# Task to complete:
Give back exactly the lines of the material below, starting with the line with "closures taking a" and going on through the line with "pub type BoxedMiddleware".

# The records:
//! Learned multipliers, derived from the signal log by a pure fold.
//!
//! There is no shared mutable singleton holding tool confidence: the signal
//! log is the source of truth, and this table can always be re-derived from
//! it with `replay`. Updates use exponential smoothing
//! (`new = 0.7*old + 0.3*observed` by default) and are clamped to the
//! configured range.

use std::collections::HashMap;

use crate::config::LearningConfig;
use crate::learning::signal::LearningSignal;

/// Per-(tool, task-type) learned selection multiplier.
#[derive(Debug, Clone)]
pub struct LearnedWeights {
    weights: HashMap<(String, String), f64>,
    config: LearningConfig,
}

impl LearnedWeights {
    pub fn new(config: LearningConfig) -> Self {
        Self {
            weights: HashMap::new(),
            config,
        }
    }

    /// Fold one signal into the table.
    pub fn observe(&mut self, signal: &LearningSignal) {
        let key = (signal.tool.clone(), signal.task_type.clone());
        let old = self.weights.get(&key).copied().unwrap_or(0.0);
        let observed = signal.outcome.observed_delta();
        let smoothing = self.config.smoothing;
        let updated = ((1.0 - smoothing) * old + smoothing * observed)
            .clamp(-self.config.clamp, self.config.clamp);
        tracing::debug!(
            tool = %signal.tool,
            task_type = %signal.task_type,
            old,
            updated,
            "Learned multiplier updated"
        );
        self.weights.insert(key, updated);
    }

    /// Rebuild the whole table from a signal history.
    pub fn replay<'a>(
        config: LearningConfig,
        signals: impl IntoIterator<Item = &'a LearningSignal>,
    ) -> Self {
        let mut weights = Self::new(config);
        for signal in signals {
            weights.observe(signal);
        }
        weights
    }

    /// Current multiplier for a (tool, task-type) pair; 0.0 when unobserved.
    pub fn multiplier(&self, tool: &str, task_type: &str) -> f64 {
        self.weights
            .get(&(tool.to_string(), task_type.to_string()))
            .copied()
            .unwrap_or(0.0)
    }

    pub fn len(&self) -> usize {
        self.weights.len()
    }

    pub fn is_empty(&self) -> bool {
        self.weights.is_empty()
    }
}

#[cfg(test)]
mod tests {
    use super::*;

    fn success(tool: &str) -> LearningSignal {
        LearningSignal::from_execution(tool, "extract", true)
    }

    fn failure(tool: &str) -> LearningSignal {
        LearningSignal::from_execution(tool, "extract", false)
    }

    #[test]
    fn smoothing_converges_toward_observation() {
        let mut weights = LearnedWeights::new(LearningConfig::default());
        weights.observe(&success("scraper"));
        let first = weights.multiplier("scraper", "extract");
        assert!((first - 0.03).abs() < 1e-9);

        for _ in 0..50 {
            weights.observe(&success("scraper"));
        }
        let converged = weights.multiplier("scraper", "extract");
        assert!(converged > first);
        assert!(converged <= 0.1 + 1e-9);
    }

    #[test]
    fn multiplier_stays_clamped() {
        let config = LearningConfig {
            smoothing: 1.0,
            clamp: 0.05,
        };
        let mut weights = LearnedWeights::new(config);
        weights.observe(&LearningSignal::from_rating("scraper", "extract", 5));
        assert!((weights.multiplier("scraper", "extract") - 0.05).abs() < 1e-9);
        weights.observe(&LearningSignal::from_rating("scraper", "extract", 1));
        assert!((weights.multiplier("scraper", "extract") - (-0.05)).abs() < 1e-9);
    }

    #[test]
    fn keyed_by_tool_and_task_type() {
        let mut weights = LearnedWeights::new(LearningConfig::default());
        weights.observe(&success("scraper"));
        assert!(weights.multiplier("scraper", "extract") > 0.0);
        assert_eq!(weights.multiplier("scraper", "navigate"), 0.0);
        assert_eq!(weights.multiplier("browser", "extract"), 0.0);
    }

    #[test]
    fn replay_rebuilds_identical_table() {
        let signals = vec![
            success("scraper"),
            failure("scraper"),
            success("scraper"),
            LearningSignal::from_rating("browser", "navigate", 4),
        ];
        let mut incremental = LearnedWeights::new(LearningConfig::default());
        for s in &signals {
            incremental.observe(s);
        }
        let replayed = LearnedWeights::replay(LearningConfig::default(), signals.iter());
        assert_eq!(
            incremental.multiplier("scraper", "extract"),
            replayed.multiplier("scraper", "extract")
        );
        assert_eq!(
            incremental.multiplier("browser", "navigate"),
            replayed.multiplier("browser", "navigate")
        );
    }
}
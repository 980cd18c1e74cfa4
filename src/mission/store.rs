//! Append-only mission store.
//!
//! The store keeps one ordered event list per mission; current state is the
//! fold of that list. Appends validate the transition first, so an invalid
//! history can never be stored. Events are mirrored to the injected
//! persistence sink; a sink failure is logged and queued for reconciliation
//! rather than failing the append.
//!
//! # Concurrency
//! Single-writer-per-mission: an operation that will append claims the
//! mission through `begin_write` first. A second claim while one is
//! outstanding is rejected - first writer wins, nothing is silently
//! overwritten.

use std::collections::{HashMap, HashSet};
use std::sync::{Arc, Mutex};

use tokio::sync::RwLock;

use super::event::{self, Applied, MissionEvent};
use super::types::{Mission, MissionId, MissionStatus};
use crate::error::{Error, Result};
use crate::sink::{PersistenceSink, SinkRecord};

/// An event as persisted: mission id, position in that mission's log, event.
#[derive(Debug, Clone, serde::Serialize, serde::Deserialize)]
pub struct SequencedEvent {
    pub mission_id: MissionId,
    pub seq: u64,
    pub event: MissionEvent,
}

/// Exclusive write claim on one mission. Released on drop.
pub struct WriterGuard {
    mission_id: MissionId,
    writers: Arc<Mutex<HashSet<MissionId>>>,
}

impl Drop for WriterGuard {
    fn drop(&mut self) {
        if let Ok(mut writers) = self.writers.lock() {
            writers.remove(&self.mission_id);
        }
    }
}

pub struct MissionStore {
    events: RwLock<HashMap<MissionId, Vec<MissionEvent>>>,
    writers: Arc<Mutex<HashSet<MissionId>>>,
    sink: Arc<dyn PersistenceSink>,
    /// Events the sink rejected, kept for later reconciliation.
    unsynced: Mutex<Vec<SequencedEvent>>,
}

impl MissionStore {
    pub fn new(sink: Arc<dyn PersistenceSink>) -> Self {
        Self {
            events: RwLock::new(HashMap::new()),
            writers: Arc::new(Mutex::new(HashSet::new())),
            sink,
            unsynced: Mutex::new(Vec::new()),
        }
    }

    /// Claim exclusive write access to a mission.
    ///
    /// # Errors
    ///
    /// `Error::WriterConflict` if another operation holds the claim.
    pub fn begin_write(&self, mission_id: MissionId) -> Result<WriterGuard> {
        let mut writers = self
            .writers
            .lock()
            .map_err(|_| Error::InvariantViolation("writer set poisoned".to_string()))?;
        if !writers.insert(mission_id) {
            return Err(Error::WriterConflict {
                mission: mission_id,
            });
        }
        Ok(WriterGuard {
            mission_id,
            writers: Arc::clone(&self.writers),
        })
    }

    /// Append one event, returning the mission's new state.
    ///
    /// Idempotent events (re-approval of an approved mission) return the
    /// current state without appending anything.
    pub async fn append(&self, mission_id: MissionId, event: MissionEvent) -> Result<Mission> {
        let mut events = self.events.write().await;
        let current = match events.get(&mission_id) {
            Some(history) if !history.is_empty() => Some(event::fold(mission_id, history)?),
            _ => None,
        };

        let mission = match event::apply(mission_id, current, &event)? {
            Applied::NoOp(mission) => {
                tracing::debug!(
                    mission = %mission_id,
                    event = event.name(),
                    "Idempotent event, nothing appended"
                );
                return Ok(mission);
            }
            Applied::Advanced(mission) => mission,
        };

        let history = events.entry(mission_id).or_default();
        let seq = history.len() as u64;
        history.push(event.clone());
        drop(events);

        tracing::info!(
            mission = %mission_id,
            event = event.name(),
            status = %mission.status,
            "Mission event appended"
        );

        self.mirror(SequencedEvent {
            mission_id,
            seq,
            event,
        })
        .await;

        Ok(mission)
    }

    /// Mirror an event to the persistence sink. Failure is logged and the
    /// event is queued for reconciliation; the append has already succeeded.
    async fn mirror(&self, sequenced: SequencedEvent) {
        let payload = match serde_json::to_value(&sequenced) {
            Ok(v) => v,
            Err(e) => {
                tracing::warn!(error = %e, "Failed to serialize mission event for sink");
                return;
            }
        };
        if let Err(e) = self
            .sink
            .append(&SinkRecord::new("missions", payload))
            .await
        {
            tracing::warn!(
                mission = %sequenced.mission_id,
                error = %e,
                "Persistence sink rejected mission event; queued for reconciliation"
            );
            if let Ok(mut unsynced) = self.unsynced.lock() {
                unsynced.push(sequenced);
            }
        }
    }

    /// Current state of one mission.
    pub async fn get(&self, mission_id: MissionId) -> Result<Mission> {
        let events = self.events.read().await;
        let history = events
            .get(&mission_id)
            .ok_or(Error::MissionNotFound(mission_id))?;
        event::fold(mission_id, history)
    }

    /// Full audit trail of one mission, oldest first.
    pub async fn events(&self, mission_id: MissionId) -> Result<Vec<MissionEvent>> {
        let events = self.events.read().await;
        events
            .get(&mission_id)
            .cloned()
            .ok_or(Error::MissionNotFound(mission_id))
    }

    /// All missions, unordered.
    pub async fn missions(&self) -> Vec<Mission> {
        let events = self.events.read().await;
        events
            .iter()
            .filter_map(|(id, history)| event::fold(*id, history).ok())
            .collect()
    }

    pub async fn missions_by_status(&self, status: MissionStatus) -> Vec<Mission> {
        self.missions()
            .await
            .into_iter()
            .filter(|m| m.status == status)
            .collect()
    }

    /// Total number of missions ever created.
    pub async fn count(&self) -> usize {
        self.events.read().await.len()
    }

    /// Events still awaiting reconciliation with the sink.
    pub fn unsynced_count(&self) -> usize {
        self.unsynced.lock().map(|u| u.len()).unwrap_or(0)
    }
}
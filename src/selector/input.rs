//! Tool-specific input preparation.
//!
//! Each category gets the structured hint it knows how to use: a URL for
//! navigation, a selector or content hint for extraction, a numeric
//! expression for calculation. When no structured hint exists, the raw goal
//! text is the fallback - a tool should never receive nothing.

use std::sync::LazyLock;

use regex::Regex;

use crate::mission::StructuredFields;
use crate::readiness::extract;
use crate::tools::{ToolCategory, ToolInput};

static EXPRESSION_RE: LazyLock<Regex> = LazyLock::new(|| {
    Regex::new(r"\d[\d\s]*(?:[-+*/][\d\s()]*\d)+").expect("valid expression regex")
});

/// Prepare input for a tool of the given category.
///
/// Structured fields come from the readiness result via the mission; the raw
/// goal text is only consulted for hints readiness does not model (numeric
/// expressions) and as the final fallback.
pub fn prepare(goal_text: &str, fields: &StructuredFields, category: ToolCategory) -> ToolInput {
    match category {
        ToolCategory::Navigation => fields
            .source_url
            .clone()
            .or_else(|| extract::find_url(goal_text))
            .map(ToolInput::url)
            .unwrap_or_else(|| ToolInput::raw(goal_text)),

        ToolCategory::Extraction => {
            let hint = fields
                .action_target
                .clone()
                .or_else(|| fields.action_object.clone());
            match hint {
                Some(hint) => ToolInput::selector(fields.source_url.clone(), hint),
                None => ToolInput::raw(goal_text),
            }
        }

        ToolCategory::Search => match &fields.action_object {
            Some(query) => ToolInput {
                kind: crate::tools::InputKind::RawText,
                payload: serde_json::json!({
                    "query": query,
                    "site": fields.source_url,
                }),
            },
            None => ToolInput::raw(goal_text),
        },

        ToolCategory::Calculation => EXPRESSION_RE
            .find(goal_text)
            .map(|m| ToolInput::expression(m.as_str().trim()))
            .unwrap_or_else(|| ToolInput::raw(goal_text)),

        ToolCategory::Other => ToolInput::raw(goal_text),
    }
}

#[cfg(test)]
mod tests {
    use super::*;
    use crate::readiness::Intent;
    use crate::tools::InputKind;

    fn fields(object: Option<&str>, target: Option<&str>, url: Option<&str>) -> StructuredFields {
        StructuredFields {
            intent: Intent::Extract,
            action_object: object.map(String::from),
            action_target: target.map(String::from),
            source_url: url.map(String::from),
            constraints: vec![],
        }
    }

    #[test]
    fn navigation_gets_the_url() {
        let input = prepare(
            "open https://example.com",
            &fields(None, None, Some("https://example.com")),
            ToolCategory::Navigation,
        );
        assert_eq!(input.kind, InputKind::Url);
        assert_eq!(input.payload["url"], "https://example.com");
    }

    #[test]
    fn extraction_prefers_target_over_object() {
        let input = prepare(
            "extract the price in the sidebar of https://example.com",
            &fields(Some("price"), Some("sidebar"), Some("https://example.com")),
            ToolCategory::Extraction,
        );
        assert_eq!(input.kind, InputKind::Selector);
        assert_eq!(input.payload["selector"], "sidebar");
    }

    #[test]
    fn calculation_detects_expressions() {
        let input = prepare(
            "calculate 12 * (3 + 4)",
            &fields(None, None, None),
            ToolCategory::Calculation,
        );
        assert_eq!(input.kind, InputKind::Expression);
        assert_eq!(input.payload["expression"], "12 * (3 + 4)");
    }

    #[test]
    fn raw_text_is_the_fallback() {
        let input = prepare("do the thing", &fields(None, None, None), ToolCategory::Extraction);
        assert_eq!(input.kind, InputKind::RawText);
        assert_eq!(input.payload["text"], "do the thing");
    }
}
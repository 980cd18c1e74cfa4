//! Approval gate: confidence-routed execution clearance.

mod gate;
mod oracle;
mod pending;
mod request;

pub use gate::{ApprovalGate, LowConfidenceCause, Route};
pub use oracle::{ApprovalDecision, ApprovalOracle, ApproveAll, DenyAll};
pub use pending::PendingApprovals;
pub use request::{derive_risks, ApprovalRequest, ApprovalResponse};
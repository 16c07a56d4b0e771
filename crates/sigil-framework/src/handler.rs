//! Handler traits.
//!
//! Command handlers, the ping handler and middleware are all plain async
//! closures taking a [`CommandContext`] by value:
//!
//! ```rust,ignore
//! Command::new("ping").handler(|ctx: CommandContext| async move {
//!     let _ = ctx.respond_text("Pong!").await;
//! });
//! ```

use std::future::Future;
use std::sync::Arc;

use futures::FutureExt;
use futures::future::BoxFuture;

use crate::context::CommandContext;

/// Something that can run a command invocation.
pub trait CommandHandler: Send + Sync + 'static {
    /// Runs the handler to completion.
    fn call(&self, ctx: CommandContext) -> BoxFuture<'static, ()>;
}

impl<F, Fut> CommandHandler for F
where
    F: Fn(CommandContext) -> Fut + Send + Sync + 'static,
    Fut: Future<Output = ()> + Send + 'static,
{
    fn call(&self, ctx: CommandContext) -> BoxFuture<'static, ()> {
        (self)(ctx).boxed()
    }
}

/// A shared, type-erased command handler.
pub type BoxedHandler = Arc<dyn CommandHandler>;

/// Wraps a handler into a [`BoxedHandler`].
pub fn into_handler<H: CommandHandler>(handler: H) -> BoxedHandler {
    Arc::new(handler)
}

/// A side-effect hook run for every prefixed message before command lookup.
///
/// Middleware cannot veto or rewrite the dispatch; its output is ignored.
pub trait Middleware: Send + Sync + 'static {
    /// Runs the hook.
    fn call(&self, ctx: CommandContext) -> BoxFuture<'static, ()>;
}

impl<F, Fut> Middleware for F
where
    F: Fn(CommandContext) -> Fut + Send + Sync + 'static,
    Fut: Future<Output = ()> + Send + 'static,
{
    fn call(&self, ctx: CommandContext) -> BoxFuture<'static, ()> {
        (self)(ctx).boxed()
    }
}

/// A shared, type-erased middleware.
pub type BoxedMiddleware = Arc<dyn Middleware>;
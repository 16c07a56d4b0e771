//! Configuration error types.

use std::path::PathBuf;
use thiserror::Error;

/// Errors that can occur during configuration loading and validation.
#[derive(Error, Debug)]
pub enum ConfigError {
    /// File not found at the specified path.
    #[error("Configuration file not found: {0}")]
    FileNotFound(PathBuf),

    /// The sources could not be parsed or merged.
    #[error("Failed to parse configuration: {0}")]
    ParseError(String),

    /// Invalid configuration value.
    #[error("Invalid configuration: {message}")]
    ValidationError { message: String },

    /// Missing required field.
    #[error("Missing required configuration field: {field}")]
    MissingField { field: String },
}

impl ConfigError {
    /// Creates a validation error with the given message.
    pub fn validation(message: impl Into<String>) -> Self {
        Self::ValidationError {
            message: message.into(),
        }
    }

    /// Creates a missing field error.
    pub fn missing_field(field: impl Into<String>) -> Self {
        Self::MissingField {
            field: field.into(),
        }
    }
}

/// Result type for configuration operations.
pub type ConfigResult<T> = Result<T, ConfigError>;
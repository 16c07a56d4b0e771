//! Console Bot Example
//!
//! A demonstration of the Sigil dispatcher driven from the terminal. Every
//! line typed on stdin becomes a message in a single channel; everything the
//! bot sends is printed to stdout.
//!
//! # Commands
//!
//! ```text
//! !help [command [sub-command ...]]   paginated command list / details
//! !ping | !p                          health check
//! !echo <text>                        repeats the text
//! !roll [sides]                       rolls a die (default d6)
//! !config get | set <key> <value>     nested sub-commands
//! !tally                              per-user counter kept in an interaction store
//! @bot                                the ping shortcut
//! ```
//!
//! # Reactions
//!
//! Lines starting with `:` simulate reactions on a previously sent message:
//!
//! ```text
//! :react <message-id> <emoji>
//! :next <message-id>    :prev <message-id>    :close <message-id>
//! ```
//!
//! # Usage
//!
//! ```bash
//! cargo run --package console-bot -- --prefix '!'
//! ```

use std::sync::Arc;
use std::sync::atomic::{AtomicU64, Ordering};

use anyhow::Result;
use async_trait::async_trait;
use clap::Parser;
use rand::Rng;
use sigil::framework::pagination::{CLOSE_EMOJI, NEXT_EMOJI, PREVIOUS_EMOJI};
use sigil::prelude::*;
use tokio::io::{AsyncBufReadExt, BufReader};
use tokio::sync::mpsc;
use tracing::{debug, error, info, warn};

const BOT_ID: &str = "sigil-bot";
const CHANNEL_ID: &str = "console";
const TALLY_STORE: &str = "tally";

#[derive(Debug, Parser)]
#[command(name = "console-bot", about = "Drive a Sigil router from the terminal")]
struct Args {
    /// Configuration file to load instead of searching the current directory.
    #[arg(short, long)]
    config: Option<std::path::PathBuf>,

    /// Configuration profile (e.g. "dev").
    #[arg(long)]
    profile: Option<String>,

    /// Overrides the configured command prefixes.
    #[arg(long = "prefix")]
    prefixes: Vec<String>,

    /// Number of workers draining the job queue.
    #[arg(long)]
    workers: Option<usize>,

    /// The user id messages are attributed to.
    #[arg(long, default_value = "console-user")]
    user_id: String,

    /// The display name messages are attributed to.
    #[arg(long, default_value = "you")]
    user_name: String,
}

// ============================================================================
// Transport
// ============================================================================

/// Prints outbound calls to stdout and hands out `m<n>` message ids.
struct ConsoleTransport {
    next_id: AtomicU64,
}

impl ConsoleTransport {
    fn new() -> Self {
        Self {
            next_id: AtomicU64::new(1),
        }
    }

    fn next_message_id(&self) -> String {
        format!("m{}", self.next_id.fetch_add(1, Ordering::Relaxed))
    }
}

fn render_embed(embed: &Embed) -> String {
    let mut out = String::new();
    if let Some(title) = &embed.title {
        out.push_str(&format!("  ┃ {title}\n"));
    }
    if let Some(description) = &embed.description {
        for line in description.lines() {
            out.push_str(&format!("  ┃ {line}\n"));
        }
    }
    for field in &embed.fields {
        out.push_str(&format!("  ┃ [{}] {}\n", field.name, field.value));
    }
    out
}

#[async_trait]
impl Transport for ConsoleTransport {
    fn self_id(&self) -> &str {
        BOT_ID
    }

    async fn send_text(&self, channel_id: &str, content: &str) -> TransportResult<String> {
        let id = self.next_message_id();
        println!("#{channel_id} <{id}> bot: {content}");
        Ok(id)
    }

    async fn send_embed(&self, channel_id: &str, embed: &Embed) -> TransportResult<String> {
        let id = self.next_message_id();
        print!("#{channel_id} <{id}> bot:\n{}", render_embed(embed));
        Ok(id)
    }

    async fn send_text_embed(
        &self,
        channel_id: &str,
        content: &str,
        embed: &Embed,
    ) -> TransportResult<String> {
        let id = self.next_message_id();
        print!("#{channel_id} <{id}> bot: {content}\n{}", render_embed(embed));
        Ok(id)
    }

    async fn edit_embed(
        &self,
        channel_id: &str,
        message_id: &str,
        embed: &Embed,
    ) -> TransportResult<()> {
        print!("#{channel_id} <{message_id}> (edited):\n{}", render_embed(embed));
        Ok(())
    }

    async fn delete_message(&self, channel_id: &str, message_id: &str) -> TransportResult<()> {
        println!("#{channel_id} <{message_id}> (deleted)");
        Ok(())
    }

    async fn add_reaction(
        &self,
        channel_id: &str,
        message_id: &str,
        emoji: &str,
    ) -> TransportResult<()> {
        debug!(channel_id, message_id, emoji, "Bot reacted");
        Ok(())
    }

    async fn remove_reaction(
        &self,
        channel_id: &str,
        message_id: &str,
        emoji: &str,
        user_id: &str,
    ) -> TransportResult<()> {
        debug!(channel_id, message_id, emoji, user_id, "Reaction removed");
        Ok(())
    }
}

// ============================================================================
// Handlers
// ============================================================================

async fn log_middleware(ctx: CommandContext) {
    let event = ctx.event();
    info!("[{}] {}: {}", event.channel_id, event.author.name, event.content);
}

async fn ping_handler(ctx: CommandContext) {
    if let Err(e) = ctx.respond_text("Pong!").await {
        error!("Failed to send ping response: {:?}", e);
    }
}

async fn echo_handler(ctx: CommandContext) {
    let text = ctx.args().raw();
    let reply = if text.is_empty() {
        "Nothing to echo.".to_string()
    } else {
        text.to_string()
    };

    if let Err(e) = ctx.respond_text(&reply).await {
        error!("Failed to send echo response: {:?}", e);
    }
}

async fn roll_handler(ctx: CommandContext) {
    let sides = match ctx.args().first() {
        None => 6,
        Some(arg) => match arg.as_i64() {
            Some(n) if n >= 2 => n as u64,
            _ => {
                let _ = ctx.respond_text("Usage: roll [sides >= 2]").await;
                return;
            }
        },
    };

    let value = rand::thread_rng().gen_range(1..=sides);

    if let Err(e) = ctx.respond_text(&format!("🎲 d{sides}: {value}")).await {
        error!("Failed to send roll response: {:?}", e);
    }
}

async fn config_handler(ctx: CommandContext) {
    let _ = ctx
        .respond_text("Try `config get` or `config set <key> <value>`.")
        .await;
}

async fn config_get_handler(ctx: CommandContext) {
    let router = ctx.router();
    let reply = format!(
        "prefixes: {:?}, workers: {}, bots allowed: {}",
        router.prefixes(),
        router.pool().size(),
        router.bots_allowed()
    );
    if let Err(e) = ctx.respond_text(&reply).await {
        error!("Failed to send config response: {:?}", e);
    }
}

async fn config_set_handler(ctx: CommandContext) {
    let args = ctx.args();
    let reply = match (args.get(0), args.get(1)) {
        (Some(key), Some(value)) => format!(
            "Would set `{}` to `{}` (the command tree is frozen at startup).",
            key.raw(),
            value.raw()
        ),
        _ => "Usage: config set <key> <value>".to_string(),
    };
    let _ = ctx.respond_text(&reply).await;
}

async fn tally_handler(ctx: CommandContext) {
    let Some(store) = ctx.router().interaction_stores().get::<u64>(TALLY_STORE) else {
        warn!("Tally store missing");
        return;
    };

    let count = store.upsert(&ctx.event().author.id, || 0, |n| *n += 1);

    let _ = ctx
        .respond_text(&format!("{} has tallied {count} time(s).", ctx.event().author.name))
        .await;
}

fn commands(builder: RouterBuilder) -> RouterBuilder {
    builder
        .middleware(log_middleware)
        .ping_handler(ping_handler)
        .interaction_store::<u64>(TALLY_STORE)
        .command(
            Command::new("ping")
                .alias("p")
                .description("Checks that the bot is alive")
                .usage("ping")
                .example("ping")
                .handler(ping_handler),
        )
        .command(
            Command::new("echo")
                .alias("say")
                .ignore_case(true)
                .description("Repeats what you say")
                .usage("echo <text>")
                .example("echo hello world")
                .handler(echo_handler),
        )
        .command(
            Command::new("roll")
                .description("Rolls a die")
                .usage("roll [sides]")
                .example("roll 20")
                .handler(roll_handler),
        )
        .command(
            Command::new("config")
                .alias("cfg")
                .ignore_case(true)
                .description("Shows or changes settings")
                .usage("config <get|set>")
                .example("config set prefix ?")
                .handler(config_handler)
                .sub_command(
                    Command::new("get")
                        .ignore_case(true)
                        .description("Shows the active settings")
                        .handler(config_get_handler),
                )
                .sub_command(
                    Command::new("set")
                        .ignore_case(true)
                        .description("Changes a setting")
                        .usage("config set <key> <value>")
                        .example("config set prefix ?")
                        .handler(config_set_handler),
                ),
        )
        .command(
            Command::new("tally")
                .description("Counts how often you ran it")
                .handler(tally_handler),
        )
}

// ============================================================================
// Input
// ============================================================================

/// Parses a `:`-prefixed control line into a reaction.
fn parse_reaction(line: &str, user_id: &str) -> Option<ReactionEvent> {
    let mut parts = line.trim_start_matches(':').split_whitespace();
    let verb = parts.next()?;
    let message_id = parts.next()?;
    let emoji = match verb {
        "react" => parts.next()?,
        "next" => NEXT_EMOJI,
        "prev" => PREVIOUS_EMOJI,
        "close" => CLOSE_EMOJI,
        _ => return None,
    };
    Some(ReactionEvent::new(CHANNEL_ID, message_id, user_id, emoji))
}

/// Forwards stdin lines as inbound events until EOF.
async fn read_stdin(tx: mpsc::Sender<InboundEvent>, author: Author) {
    let mut lines = BufReader::new(tokio::io::stdin()).lines();
    let mut counter = 0u64;

    loop {
        let line = match lines.next_line().await {
            Ok(Some(line)) => line,
            Ok(None) => break,
            Err(e) => {
                error!("Failed to read stdin: {}", e);
                break;
            }
        };
        if line.trim().is_empty() {
            continue;
        }

        let event: InboundEvent = if line.starts_with(':') {
            match parse_reaction(&line, &author.id) {
                Some(reaction) => reaction.into(),
                None => {
                    warn!("Unknown control line: {}", line);
                    continue;
                }
            }
        } else {
            counter += 1;
            let content = line.replace("@bot", &sigil::core::mention_of(BOT_ID));
            MessageEvent::new(format!("u{counter}"), CHANNEL_ID, author.clone(), content).into()
        };

        if tx.send(event).await.is_err() {
            break;
        }
    }
    debug!("stdin closed");
}

// ============================================================================
// Main Entry Point
// ============================================================================

#[tokio::main]
async fn main() -> Result<()> {
    let args = Args::parse();

    let mut builder = SigilRuntime::builder();
    if let Some(path) = &args.config {
        builder = builder.config_file(path);
    }
    if let Some(profile) = &args.profile {
        builder = builder.profile(profile.clone());
    }
    let runtime = builder.build()?;

    let transport: BoxedTransport = Arc::new(ConsoleTransport::new());
    let router = runtime.build_router(transport, |b| {
        let mut b = commands(b.default_help(true));
        if !args.prefixes.is_empty() {
            b = b.prefixes(args.prefixes.clone());
        }
        if let Some(workers) = args.workers {
            b = b.workers(workers);
        }
        b
    })?;

    info!(
        "Type a command, e.g. `{}help`. Ctrl+D to quit.",
        router.primary_prefix()
    );

    let (tx, rx) = inbound_channel(64);
    tokio::spawn(read_stdin(
        tx,
        Author::user(args.user_id.clone(), args.user_name.clone()),
    ));

    runtime.run(&router, rx).await?;

    Ok(())
}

# Answer area:
//! closures taking a [`CommandContext`] by value:
//!
//! ```rust,ignore
//! Command::new("ping").handler(|ctx: CommandContext| async move {
//!     let _ = ctx.respond_text("Pong!").await;
//! });
//! ```

use std::future::Future;
use std::sync::Arc;

use futures::FutureExt;
use futures::future::BoxFuture;

use crate::context::CommandContext;

/// Something that can run a command invocation.
pub trait CommandHandler: Send + Sync + 'static {
    /// Runs the handler to completion.
    fn call(&self, ctx: CommandContext) -> BoxFuture<'static, ()>;
}

impl<F, Fut> CommandHandler for F
where
    F: Fn(CommandContext) -> Fut + Send + Sync + 'static,
    Fut: Future<Output = ()> + Send + 'static,
{
    fn call(&self, ctx: CommandContext) -> BoxFuture<'static, ()> {
        (self)(ctx).boxed()
    }
}

/// A shared, type-erased command handler.
pub type BoxedHandler = Arc<dyn CommandHandler>;

/// Wraps a handler into a [`BoxedHandler`].
pub fn into_handler<H: CommandHandler>(handler: H) -> BoxedHandler {
    Arc::new(handler)
}

/// A side-effect hook run for every prefixed message before command lookup.
///
/// Middleware cannot veto or rewrite the dispatch; its output is ignored.
pub trait Middleware: Send + Sync + 'static {
    /// Runs the hook.
    fn call(&self, ctx: CommandContext) -> BoxFuture<'static, ()>;
}

impl<F, Fut> Middleware for F
where
    F: Fn(CommandContext) -> Fut + Send + Sync + 'static,
    Fut: Future<Output = ()> + Send + 'static,
{
    fn call(&self, ctx: CommandContext) -> BoxFuture<'static, ()> {
        (self)(ctx).boxed()
    }
}

/// A shared, type-erased middleware.
pub type BoxedMiddleware = Arc<dyn Middleware>;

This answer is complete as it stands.